Why do we check for "link-up" in *_pcie_valid_device()?

Fri Dec 15 11:04:26 PST 2017

On Fri, Dec 15, 2017 at 01:39:50PM -0500, Jingoo Han wrote:
> On Thursday, December 14, 2017 5:58 PM, Bjorn Helgaas wrote:
> > In the PCI config access path, the *_pcie_valid_device() functions in
> > the dwc, altera, rockchip, and xilinx drivers all check whether the
> > link is up.
> > 
> > I think this is racy because the link may go down after we check but
> > before we perform the config access.
> > 
> > What would blow up if we removed the *_pcie_link_up() checks?
> 
> The original intention is to avoid config access before link up.
> 
> Also, I did not find any racy condition as you mentioned.
> However, if you think that we need to prevent the racy condition,
> someone can send a patch or add comments.

Here's the race:

  pci_read_config_word
    ...
      dw_pcie_rd_conf
        dw_pcie_valid_device
          dw_pcie_link_up        # returns true; link currently up
                                 <-- link goes down for unrelated reason
        dw_pcie_rd_other_conf
          dw_pcie_read
            readl                # issue config read

The readl() that issues the config read in the PCIe domain races with
the link-down event.  If the readl() completes first, everything works
as expected.  If the link-down happens first, I don't know what
happens.  This is the core of my question.

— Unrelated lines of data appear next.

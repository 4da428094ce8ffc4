//! CST visitor for extracting raw TypeScript/TSX declarations

use log::debug;
use symdoc_extractor_api::doc_comment;
use symdoc_extractor_api::{ExtractorConfig, RawDeclaration, RawKind, RawParameter, Span};
use tree_sitter::Node;

/// Export context threaded from an `export_statement` down to the
/// declaration it wraps. `doc_anchor` is the byte offset the doc scanner
/// starts from; for exported declarations the comment sits above the
/// `export` keyword, not the declaration.
#[derive(Clone, Copy, Default)]
struct ExportContext {
    exported: bool,
    default_export: bool,
    doc_anchor: Option<usize>,
}

pub struct TypeScriptVisitor<'a> {
    pub source: &'a str,
    pub config: ExtractorConfig,
    pub declarations: Vec<RawDeclaration>,
    /// Names from trailing `export default Name;` statements, applied
    /// after the walk
    pending_default_exports: Vec<String>,
}

impl<'a> TypeScriptVisitor<'a> {
    pub fn new(source: &'a str, config: ExtractorConfig) -> Self {
        Self {
            source,
            config,
            declarations: Vec::new(),
            pending_default_exports: Vec::new(),
        }
    }

    fn node_text(&self, node: Node) -> String {
        node.utf8_text(self.source.as_bytes())
            .unwrap_or("")
            .to_string()
    }

    pub fn visit_node(&mut self, node: Node) {
        let should_recurse = match node.kind() {
            "export_statement" => {
                self.visit_export(node);
                false
            }
            "function_declaration" => {
                self.visit_function(node, ExportContext::default());
                false // Function bodies are opaque
            }
            "class_declaration" => {
                self.visit_class(node, ExportContext::default());
                false
            }
            "lexical_declaration" | "variable_declaration" => {
                self.visit_variable_declaration(node, ExportContext::default());
                false
            }
            "arrow_function" | "function_expression" | "generator_function" => false,
            _ => true,
        };

        if should_recurse {
            let mut cursor = node.walk();
            for child in node.children(&mut cursor) {
                self.visit_node(child);
            }
        }
    }

    /// Apply trailing `export default Name;` statements to the matching
    /// declaration. Call once after the walk.
    pub fn finish(&mut self) {
        for name in std::mem::take(&mut self.pending_default_exports) {
            match self.declarations.iter_mut().find(|d| d.name == name) {
                Some(decl) => {
                    decl.exported = true;
                    decl.default_export = true;
                }
                None => debug!("export default references undeclared `{}`", name),
            }
        }
    }

    fn visit_export(&mut self, node: Node) {
        let context = ExportContext {
            exported: true,
            default_export: node
                .children(&mut node.walk())
                .any(|c| c.kind() == "default"),
            doc_anchor: Some(node.start_byte()),
        };

        if let Some(declaration) = node.child_by_field_name("declaration") {
            match declaration.kind() {
                "function_declaration" => self.visit_function(declaration, context),
                "class_declaration" => self.visit_class(declaration, context),
                "lexical_declaration" | "variable_declaration" => {
                    self.visit_variable_declaration(declaration, context)
                }
                _ => {}
            }
            return;
        }

        // `export default Name;` - the declaration appears elsewhere
        if context.default_export {
            if let Some(value) = node.child_by_field_name("value") {
                if value.kind() == "identifier" {
                    self.pending_default_exports.push(self.node_text(value));
                }
            }
        }
    }

    fn visit_function(&mut self, node: Node, context: ExportContext) {
        let Some(name_node) = node.child_by_field_name("name") else {
            debug!("skipping unnamed function candidate");
            return;
        };

        let mut decl =
            RawDeclaration::new(RawKind::Function, self.node_text(name_node), self.span(node));
        decl.parameters = self.extract_parameters(node);
        decl.return_type = self.extract_return_type(node);
        decl.exported = context.exported;
        decl.default_export = context.default_export;
        decl.doc = self.extract_doc(context.doc_anchor.unwrap_or(node.start_byte()));
        decl.truncated = node.has_error();

        self.declarations.push(decl);
    }

    fn visit_class(&mut self, node: Node, context: ExportContext) {
        let Some(name_node) = node.child_by_field_name("name") else {
            debug!("skipping unnamed class candidate");
            return;
        };

        let mut decl =
            RawDeclaration::new(RawKind::Class, self.node_text(name_node), self.span(node));
        decl.exported = context.exported;
        decl.default_export = context.default_export;
        decl.doc = self.extract_doc(context.doc_anchor.unwrap_or(node.start_byte()));
        decl.truncated = node.has_error();

        if let Some(body) = node.child_by_field_name("body") {
            let mut cursor = body.walk();
            for child in body.children(&mut cursor) {
                if child.kind() == "method_definition" {
                    if let Some(method) = self.build_method(child) {
                        decl.members.push(method);
                    }
                }
            }
        }

        self.declarations.push(decl);
    }

    fn build_method(&self, node: Node) -> Option<RawDeclaration> {
        let name_node = node.child_by_field_name("name")?;

        let mut decl =
            RawDeclaration::new(RawKind::Method, self.node_text(name_node), self.span(node));
        // `static` is the only modifier keyword carried over; `async`,
        // accessibility annotations and decorators stay out of the model
        let mut cursor = node.walk();
        for child in node.children(&mut cursor) {
            if child.kind() == "static" {
                decl.modifiers.push("static".to_string());
            }
        }
        decl.parameters = self.extract_parameters(node);
        decl.return_type = self.extract_return_type(node);
        decl.doc = self.extract_doc(node.start_byte());
        decl.truncated = node.has_error();

        Some(decl)
    }

    fn visit_variable_declaration(&mut self, node: Node, context: ExportContext) {
        let mut cursor = node.walk();
        for child in node.children(&mut cursor) {
            if child.kind() != "variable_declarator" {
                continue;
            }
            let Some(name_node) = child.child_by_field_name("name") else {
                continue;
            };
            // Destructuring bindings are not declaration candidates
            if name_node.kind() != "identifier" {
                continue;
            }
            let Some(value) = child.child_by_field_name("value") else {
                continue;
            };
            if !matches!(value.kind(), "arrow_function" | "function_expression") {
                continue;
            }

            let mut decl = RawDeclaration::new(
                RawKind::ArrowBinding,
                self.node_text(name_node),
                self.span(node),
            );
            decl.parameters = self.extract_parameters(value);
            decl.return_type = self.extract_return_type(value);
            decl.exported = context.exported;
            decl.default_export = context.default_export;
            decl.doc = self.extract_doc(context.doc_anchor.unwrap_or(node.start_byte()));
            decl.truncated = child.has_error();

            self.declarations.push(decl);
        }
    }

    fn extract_parameters(&self, node: Node) -> Vec<RawParameter> {
        let mut params = Vec::new();
        let Some(params_node) = node.child_by_field_name("parameters") else {
            // Single-parameter arrow shorthand: `x => ...`
            if let Some(single) = node.child_by_field_name("parameter") {
                params.push(RawParameter::new(self.node_text(single)));
            }
            return params;
        };

        let mut cursor = params_node.walk();
        for child in params_node.children(&mut cursor) {
            match child.kind() {
                "required_parameter" | "optional_parameter" => {
                    let Some(pattern) = child.child_by_field_name("pattern") else {
                        continue;
                    };
                    // Destructured patterns keep their literal text as
                    // the parameter name
                    let mut param = RawParameter::new(self.node_text(pattern));

                    if child.kind() == "optional_parameter" {
                        param = param.optional();
                    }
                    if let Some(type_node) = child.child_by_field_name("type") {
                        param = param.with_type(self.type_text(type_node));
                    }
                    if let Some(value) = child.child_by_field_name("value") {
                        param = param.with_default(self.node_text(value));
                    }

                    params.push(param);
                }
                "identifier" => {
                    // Untyped JS-style parameter inside a TS unit
                    params.push(RawParameter::new(self.node_text(child)));
                }
                _ => {}
            }
        }
        params
    }

    fn extract_return_type(&self, node: Node) -> Option<String> {
        node.child_by_field_name("return_type")
            .map(|n| self.type_text(n))
    }

    /// Annotation text with the leading `:` stripped; the type itself
    /// stays verbatim and opaque
    fn type_text(&self, node: Node) -> String {
        self.node_text(node)
            .trim_start_matches(':')
            .trim()
            .to_string()
    }

    fn extract_doc(&self, anchor: usize) -> Option<String> {
        if !self.config.include_docs {
            return None;
        }
        doc_comment::scan(self.source, anchor)
    }

    fn span(&self, node: Node) -> Span {
        Span::new(
            node.start_position().row + 1,
            node.end_position().row + 1,
            node.start_byte(),
            node.end_byte(),
        )
    }
}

The hardware *should* do something sane because link-down is an
asynchronous event that is unrelated to the config read and may happen
at any time.  It's just part of the PCIe environment and the spec
defines mechanisms for dealing with and reporting the situation.

> > I'd like to either remove the checks or add comments about why the
> > race is acceptable.  If we've covered this before, I apologize.
> > Adding a comment will keep me from pestering you about this again in
> > the future.
> > 
> > Bjorn
>